Using three synchrotron x-ray light sources, including the U.S. Department of Energy’s Advanced Photon Source (APS), an Office of Science user facility at Argonne, scientists have discovered two new iron oxides. The discovery points to a huge, hitherto unknown oxygen source in the lower mantle of the Earth. The results were reported in Nature Communications.

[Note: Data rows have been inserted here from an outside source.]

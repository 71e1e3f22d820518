//! # Eviction Controller
//!
//! Keeps the number of entries under the key prefix at or below `max_size`.
//!
//! Victims are chosen by sampling remaining-TTL metadata and deleting the
//! entries with the *largest* remaining TTL first (keys without expiry go
//! before all of them). This approximates "most recently written" and is not
//! LRU: nothing here tracks access recency.
//!
//! Failures never propagate. A scan or delete failure ends the pass with
//! whatever was deleted so far; the next write that triggers enforcement
//! simply tries again.

use super::store::{CacheStore, KeyTtl};
use super::{scan_keys, with_deadline};
use crate::config::DecisionServiceConfig;
use crate::metrics::DecisionMetrics;
use futures::future::join_all;
use std::sync::atomic::{AtomicBool, Ordering};
use std::sync::Arc;
use std::time::Duration;
use tracing::{debug, info, warn};

#[derive(Debug)]
pub struct EvictionController {
    store: Arc<dyn CacheStore>,
    metrics: Arc<DecisionMetrics>,
    pattern: String,
    max_size: usize,
    sample_size: usize,
    batch_size: usize,
    scan_count: usize,
    operation_timeout: Duration,
    /// Set while a pass runs; concurrent triggers skip instead of piling up scans
    in_progress: AtomicBool,
}

/// Clears the in-progress flag when a pass ends, on every exit path
struct PassGuard<'a>(&'a AtomicBool);

impl Drop for PassGuard<'_> {
    fn drop(&mut self) {
        self.0.store(false, Ordering::Release);
    }
}

impl EvictionController {
    pub fn new(
        store: Arc<dyn CacheStore>,
        metrics: Arc<DecisionMetrics>,
        config: &DecisionServiceConfig,
    ) -> Self {
        Self {
            store,
            metrics,
            pattern: config.key_pattern(),
            max_size: config.max_size,
            sample_size: config.eviction_sample_size,
            batch_size: config.eviction_batch_size,
            scan_count: config.scan_count,
            operation_timeout: config.cache_operation_timeout(),
            in_progress: AtomicBool::new(false),
        }
    }

    pub fn max_size(&self) -> usize {
        self.max_size
    }

    /// Run one enforcement pass, returning how many entries were deleted
    pub async fn enforce_size_limit(&self) -> u64 {
        self.enforce_size_limit_for(None).await
    }

    /// Enforcement ahead of a write to `incoming`. When that key is not yet
    /// stored, one extra slot is freed so the write lands at `max_size`.
    pub async fn enforce_size_limit_for(&self, incoming: Option<&str>) -> u64 {
        if self
            .in_progress
            .compare_exchange(false, true, Ordering::AcqRel, Ordering::Acquire)
            .is_err()
        {
            debug!("Eviction pass already running, skipping");
            return 0;
        }
        let _guard = PassGuard(&self.in_progress);

        let keys = match scan_keys(
            self.store.as_ref(),
            &self.pattern,
            self.scan_count,
            self.operation_timeout,
        )
        .await
        {
            Ok(keys) => keys,
            Err(e) => {
                warn!(error = %e, "Eviction scan failed, deferring to next write");
                return 0;
            }
        };

        let incoming_is_new = incoming.is_some_and(|key| !keys.iter().any(|k| k == key));
        let limit = if incoming_is_new {
            self.max_size.saturating_sub(1)
        } else {
            self.max_size
        };
        if keys.len() <= limit {
            return 0;
        }
        let excess = keys.len() - limit;

        let victims = self.select_victims(keys, excess).await;
        let deleted = self.delete_victims(&victims).await;

        self.metrics.record_evictions(deleted);

        info!(
            excess = excess,
            evicted = deleted,
            max_size = self.max_size,
            "🧹 Cache size enforcement pass complete"
        );

        deleted
    }

    /// Sample TTLs and pick up to `excess` keys, largest remaining TTL first
    async fn select_victims(&self, keys: Vec<String>, excess: usize) -> Vec<String> {
        let sample_len = self.sample_size.max(excess).min(keys.len());
        let sample = &keys[..sample_len];

        let ttls = join_all(sample.iter().map(|key| {
            with_deadline("TTL", self.operation_timeout, self.store.ttl(key))
        }))
        .await;

        let mut candidates: Vec<(KeyTtl, &String)> = sample
            .iter()
            .zip(ttls)
            .filter_map(|(key, ttl)| match ttl {
                Ok(ttl) if ttl.exists() => Some((ttl, key)),
                Ok(_) => None,
                Err(e) => {
                    debug!(key = %key, error = %e, "TTL lookup failed, skipping candidate");
                    None
                }
            })
            .collect();

        candidates.sort_by(|a, b| b.0.cmp(&a.0));
        candidates
            .into_iter()
            .take(excess)
            .map(|(_, key)| key.clone())
            .collect()
    }

    async fn delete_victims(&self, victims: &[String]) -> u64 {
        let mut deleted = 0u64;
        for batch in victims.chunks(self.batch_size.max(1)) {
            match with_deadline("DEL", self.operation_timeout, self.store.delete(batch)).await {
                Ok(count) => deleted += count,
                Err(e) => {
                    warn!(
                        error = %e,
                        deleted_so_far = deleted,
                        "Eviction delete failed, aborting pass"
                    );
                    break;
                }
            }
        }
        deleted
    }
}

Iron oxides in nature take on different forms. “The most common iron oxide is hematite, Fe2O3, which is the end product of many geological processes and the main source of iron for our civilization,” said Elena Bykova (University of Bayreuth), the lead author of this new study. During the past five years, however, scientists have discovered other iron oxides like Fe4O5, Fe5O6, and Fe13O19 that form at high pressures and temperatures. In order to further investigate the behavior of hematite and magnetite (Fe3O4), Bykova and her colleagues from the University of Bayreuth (Germany), the Deutsches Elektronen-Synchrotron (DESY, Germany), The University of Chicago, and the European Synchrotron Radiation Facility (ESRF, France) used x-ray diffraction on samples in laser-heated diamond anvil cells at the GeoSoilEnviroCARS (GSECARS) x-ray beamline 13-ID-D at the APS, ESRF beamline ID09A, and beamline P02.2 at PETRA III (DESY), as well as Mössbauer spectroscopy on the ESRF ID18 beamline. This allowed a detailed characterization of structural, chemical, and electronic processes in the iron oxide system under extreme conditions.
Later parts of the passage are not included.